In this matter of expected punishment for sin, the age of Christ and the age of John Wesley, although separated by 1700 years, were somewhat similar. Yet while Wesley's age and ours are separated by only 350-odd years, there is a huge difference between the 18th and 21st century.

This is largely because of the industrial revolution, with gigantic advances in science and technology, most recently in information sharing.
In the countries where Wesley's form of revivalism was active, and among present-day Christians, the proportion of people who still believe in heaven and hell has shrunk markedly -- or they may believe in heaven but not hell, not judgement. I think there is still a concept of sin, but apart from a crime context it is not the idea of an ordinary individual doing things that are world-shatteringly bad, rather a corporate version of wrong. Some things like deforestation that multinational companies do can be called large-scale sins; plus some things that states do, or movements driven by political ideology or in some cases things the whole of humanity does in the way of headlong destructiveness and waste. Often in church it is these big things we want to confess to, wrongs done in our name.
Who is there nowadays to point out where the whole of humanity is going wrong, and to warn of the inevitableconsequences? Who is it now that tries to buck up people who've got complacent in their life of privilege, don't want to think about the consequences of their wrongdoing, and don't want to change? If people are needing to be saved, HOW are they going to be saved, and what are they going to be saved FROM?

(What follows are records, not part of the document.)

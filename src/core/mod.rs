//! Core business logic abstractions

pub mod cache;
pub mod calculator;
pub mod config;
pub mod dca;
pub mod error;
pub mod log;
pub mod price;
pub mod scenario;

// Re-export main types for cleaner imports
pub use dca::{Frequency, Ledger, LedgerRow, PurchaseConfig, Schedule};
pub use error::SimulationError;
pub use price::{PriceHistoryProvider, PricePoint, PriceSeries};
pub use scenario::{Projection, ScenarioComparison, ScenarioResult};
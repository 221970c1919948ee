pub mod setup;
pub mod simulate;
pub mod ui;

Recently I found on Facebook - fount of all info - a message from an environmental advocate in the US called Gus Speth (James Gustave Speth b1942). His words resonated with me, so in Facebook language I LIKED them and SHARED them, and I'll repeat them here. In the timeless, placeless Facebook world I don't know when or where he said it, but this is what he said:
"I used to think the top environmental problems were biodiversity loss, ecosystem collapse and climate change. I thought that with 30 years of
good science we could address those problems. But I was wrong. The top environmental problems are selfishness, greed and apathy...and to deal with those we need a spiritual and cultural transformation -- and we scientists don't know how to do that."

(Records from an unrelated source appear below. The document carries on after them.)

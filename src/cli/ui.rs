use comfy_table::modifiers::UTF8_ROUND_CORNERS;
use comfy_table::presets::UTF8_FULL;
use comfy_table::{Attribute, Cell, CellAlignment, Color, ContentArrangement, Table};
use console::style;
use indicatif::{ProgressBar, ProgressStyle};
use std::time::Duration;

/// Defines different styles for text elements.
pub enum StyleType {
    Title,
    TotalLabel,
    TotalValue,
    Loss,
    Error,
    Subtle,
}

/// Applies a consistent style to a string.
pub fn style_text(text: &str, style_type: StyleType) -> String {
    let styled = match style_type {
        StyleType::Title => style(text).bold().underlined(),
        StyleType::TotalLabel => style(text).bold(),
        StyleType::TotalValue => style(text).green().bold(),
        StyleType::Loss => style(text).red().bold(),
        StyleType::Error => style(text).red(),
        StyleType::Subtle => style(text).dim(),
    };
    styled.to_string()
}

/// Creates a new `comfy_table::Table` with standard styling.
pub fn new_styled_table() -> Table {
    let mut table = Table::new();
    table
        .load_preset(UTF8_FULL)
        .apply_modifier(UTF8_ROUND_CORNERS)
        .set_content_arrangement(ContentArrangement::Dynamic);
    table
}

/// Creates a styled header cell for a table.
pub fn header_cell(text: &str) -> Cell {
    Cell::new(text)
        .fg(Color::Cyan)
        .add_attribute(Attribute::Bold)
}

/// Formats a currency amount as whole dollars with thousands separators,
/// e.g. `$1,234,568`.
pub fn format_money(value: f64) -> String {
    if !value.is_finite() {
        return format!("${value}");
    }
    let rounded = value.abs().round();
    let digits = format!("{rounded:.0}");
    let mut grouped = String::with_capacity(digits.len() + digits.len() / 3);
    for (i, ch) in digits.chars().enumerate() {
        if i > 0 && (digits.len() - i) % 3 == 0 {
            grouped.push(',');
        }
        grouped.push(ch);
    }
    let sign = if value < 0.0 && rounded > 0.0 { "-" } else { "" };
    format!("{sign}${grouped}")
}

/// Right-aligned currency cell.
pub fn money_cell(value: f64) -> Cell {
    Cell::new(format_money(value)).set_alignment(CellAlignment::Right)
}

/// Creates a cell for displaying a percentage with color coding.
pub fn change_cell(change: f64) -> Cell {
    let text = format!("{change:.2}%");
    if change >= 0.0 {
        Cell::new(text)
            .fg(Color::Green)
            .set_alignment(CellAlignment::Right)
    } else {
        Cell::new(text)
            .fg(Color::Red)
            .set_alignment(CellAlignment::Right)
    }
}

/// Spinner shown while a long request is in flight.
pub fn new_spinner(message: &str) -> ProgressBar {
    let pb = ProgressBar::new_spinner();
    pb.set_style(
        ProgressStyle::default_spinner()
            .template("{spinner:.green} {msg} [{elapsed_precise}]")
            .unwrap_or_else(|_| ProgressStyle::default_spinner()),
    );
    pb.set_message(message.to_string());
    pb.enable_steady_tick(Duration::from_millis(100));
    pb
}

#[cfg(test)]
mod tests {
    use super::*;

    #[test]
    fn formats_money_with_separators() {
        assert_eq!(format_money(0.0), "$0");
        assert_eq!(format_money(999.4), "$999");
        assert_eq!(format_money(1_000.0), "$1,000");
        assert_eq!(format_money(1_234_567.6), "$1,234,568");
        assert_eq!(format_money(-25.0), "-$25");
        assert_eq!(format_money(-0.2), "$0");
    }
}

I found the humility of that statement quite moving. We live in a time when scientists are more usually saying We can now do this, we can now do that -- and I've lapped up these success stories in many different fields of science, because they are often the only positive stories in the news. I love that the NZ Natural History Unit was developed in Dunedin, with a mission to inform us of the intricacies of the environment we are privileged to live in.
We are well served, also, by our two Allied Press papers that carve an independent way through the jungle of information available, often giving us positive stories about advances in research in the health and social sciences, or about conservation successes -- students cleaning up the harbourside, people starting up vege plots in school or pre-school, the steady spread of community gardens. Alongside this cheering record are the many negative stories about the environment that assault us daily: factual reporting and opinion pieces about the causes and effects of flooding in Sth Dunedin, fires in Canada or Canterbury, the degradation of rivers, or the devastion in Oceania whenever a cyclone blasts through.
Raising awareness is the first step in being able to address the challenges we face, but is it enough to save the world? AND is it in fact the planet that needs saving -- or just the human beings, who have made such a mess of it and can't seem to save themselves?